彼のスキル『剛力』であればその腕を掴むだけでその腕の肉をちぎることが出来る。それを狙って伸ばした掌だが、それは空を切る。ラセツが突如バックステップで後退したからだ。
その着地を狙って襲い掛かるクリスタルゴーレムとなっているオドラクの体当たりを、ラセツがミスリルの巨槌でもって迎え撃つ。重量だけでいえば間違いなくオドラクに分があるはずなのだが、ラセツの腕力は一体どれほどのモノのか。その分が悪い勝負を引き分けに持ち込むことに成功した。
つまり――
「ぐ」
「いってぇぜ!」
――両者吹き飛ばされた。
そのまま地を滑りつつもすぐさま立ち上がるラセツとのっそりと立ち上がるオドラク。1対1ならばその時点でラセツが優勢になるであろうが現在はまだコーディがいる。
立ち上がったラセツの頭上では既にコーディが拳を振り上げていた。
コーディからすれば必中のタイミング。
だが、ラセツはそこから口を開けた。
「ぶるぁああああああああああ!」
「がはっ!?」
魔力が込められた音波がコーディを吹き飛ばした。
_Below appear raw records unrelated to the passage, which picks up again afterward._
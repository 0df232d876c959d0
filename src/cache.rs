//! Segment preview cache.
//!
//! `PreviewCache` is the plain map plus the highest-index marker. `PreviewStore`
//! wraps it with the blob registry and a generation counter: every teardown
//! bumps the generation, and writes tagged with an older generation are
//! refused, so a capture that finishes after `cleanup()` cannot repopulate the
//! cache. No eviction: entries stay until the store is cleared.

use std::collections::HashMap;
use std::collections::hash_map::Entry;
use std::sync::Arc;

use parking_lot::Mutex;

use crate::blob::{BlobRegistry, PreviewHandle};
use crate::segment::SegmentIndex;

#[derive(Debug, Default)]
pub struct PreviewCache {
    entries: HashMap<SegmentIndex, PreviewHandle>,
    highest: Option<SegmentIndex>,
}

impl PreviewCache {
    pub fn get(&self, index: SegmentIndex) -> Option<&PreviewHandle> {
        self.entries.get(&index)
    }

    pub fn contains(&self, index: SegmentIndex) -> bool {
        self.entries.contains_key(&index)
    }

    /// Writes only into an empty slot. On conflict the existing entry wins and
    /// a clone of it is returned.
    pub fn put(&mut self, index: SegmentIndex, handle: PreviewHandle) -> Result<(), PreviewHandle> {
        match self.entries.entry(index) {
            Entry::Occupied(existing) => Err(existing.get().clone()),
            Entry::Vacant(slot) => {
                slot.insert(handle);
                if self.highest.is_none_or(|highest| index > highest) {
                    self.highest = Some(index);
                }
                Ok(())
            }
        }
    }

    pub fn highest_cached_index(&self) -> Option<SegmentIndex> {
        self.highest
    }

    pub fn len(&self) -> usize {
        self.entries.len()
    }

    pub fn is_empty(&self) -> bool {
        self.entries.is_empty()
    }

    /// Drains every entry and resets the highest-index marker.
    pub fn take_all(&mut self) -> Vec<PreviewHandle> {
        self.highest = None;
        self.entries.drain().map(|(_, handle)| handle).collect()
    }
}

/// Outcome of storing a freshly captured preview.
#[derive(Debug, Clone, PartialEq)]
pub enum StoreOutcome {
    Stored(PreviewHandle),
    /// Another capture got there first; its handle is kept and returned.
    AlreadyCached(PreviewHandle),
    /// Captured against a generation that has since been torn down.
    Stale,
}

impl StoreOutcome {
    pub fn into_handle(self) -> Option<PreviewHandle> {
        match self {
            StoreOutcome::Stored(handle) | StoreOutcome::AlreadyCached(handle) => Some(handle),
            StoreOutcome::Stale => None,
        }
    }
}

struct StoreState {
    cache: PreviewCache,
    generation: u64,
}

/// Shared, lock-protected cache used by both capture paths.
pub struct PreviewStore {
    state: Mutex<StoreState>,
    registry: Arc<BlobRegistry>,
}

impl PreviewStore {
    pub fn new(registry: Arc<BlobRegistry>) -> Self {
        Self {
            state: Mutex::new(StoreState {
                cache: PreviewCache::default(),
                generation: 0,
            }),
            registry,
        }
    }

    pub fn registry(&self) -> &Arc<BlobRegistry> {
        &self.registry
    }

    pub fn generation(&self) -> u64 {
        self.state.lock().generation
    }

    pub fn get(&self, index: SegmentIndex) -> Option<PreviewHandle> {
        self.state.lock().cache.get(index).cloned()
    }

    pub fn contains(&self, index: SegmentIndex) -> bool {
        self.state.lock().cache.contains(index)
    }

    pub fn len(&self) -> usize {
        self.state.lock().cache.len()
    }

    pub fn is_empty(&self) -> bool {
        self.len() == 0
    }

    pub fn highest_cached_index(&self) -> Option<SegmentIndex> {
        self.state.lock().cache.highest_cached_index()
    }

    pub fn store(
        &self,
        index: SegmentIndex,
        handle: PreviewHandle,
        generation: u64,
    ) -> StoreOutcome {
        let mut state = self.state.lock();
        if state.generation != generation {
            drop(state);
            log::debug!(
                target: "scrub_preview::cache",
                "discarding preview for segment {} captured before teardown",
                index
            );
            self.registry.revoke(&handle);
            return StoreOutcome::Stale;
        }
        let outcome = state.cache.put(index, handle.clone());
        drop(state);
        match outcome {
            Ok(()) => {
                log::trace!(
                    target: "scrub_preview::cache",
                    "cached segment {} -> {}",
                    index,
                    handle.url()
                );
                StoreOutcome::Stored(handle)
            }
            Err(existing) => {
                self.registry.revoke(&handle);
                StoreOutcome::AlreadyCached(existing)
            }
        }
    }

    /// Releases every cached preview and starts a new generation. Returns the new generation.
    pub fn clear(&self) -> u64 {
        let (handles, generation) = {
            let mut state = self.state.lock();
            state.generation += 1;
            (state.cache.take_all(), state.generation)
        };
        let released = handles.len();
        for handle in &handles {
            self.registry.revoke(handle);
        }
        if released > 0 {
            log::debug!(
                target: "scrub_preview::cache",
                "released {} cached preview(s)",
                released
            );
        }
        generation
    }
}
//! Timing capabilities.
//!
//! Every pause in the protocol is expressed as a [`Duration`] with a named
//! minimum, never as a count of loop iterations, so timing intent survives a
//! change of host CPU.

// Copyright (C) 2025 Piers Finlayson <piers@piers.rocks>
//
// MIT License

use core::time::Duration;

/// Blocking delay.
///
/// Implementations may sleep or spin, but must not return before `duration`
/// has elapsed.  Sub-millisecond accuracy matters for the handshake settle
/// times, so a scheduler sleep with coarse granularity is only acceptable if
/// it errs on the long side.
pub trait Delay {
    fn delay(&mut self, duration: Duration);
}

/// Monotonic clock.
///
/// `now()` returns the time since an arbitrary, fixed epoch.
pub trait Clock {
    fn now(&self) -> Duration;
}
どうにか立ち上がったばかりのオドラクとその足元にまで転がったコーディ。態勢をまともに立て直すことが出来ていない二人に対して、ラセツが踏み込もうとした時だった。
横っ腹から衝撃が襲い掛かった。
「ぐ!?」
衝撃の正体はシルバーウルフとゴールドクロウ。牙と嘴がラセツの横腹へと突き刺ささり、ラセツからはその痛みに声が漏れる。だが、戦闘中のラセツからしてみればその痛み程度では止まらない。
「ふんっ!」
腹に刺さった二体の頭を両手で掴み潰して一瞬で2体の魔物をダンジョンから消失させた。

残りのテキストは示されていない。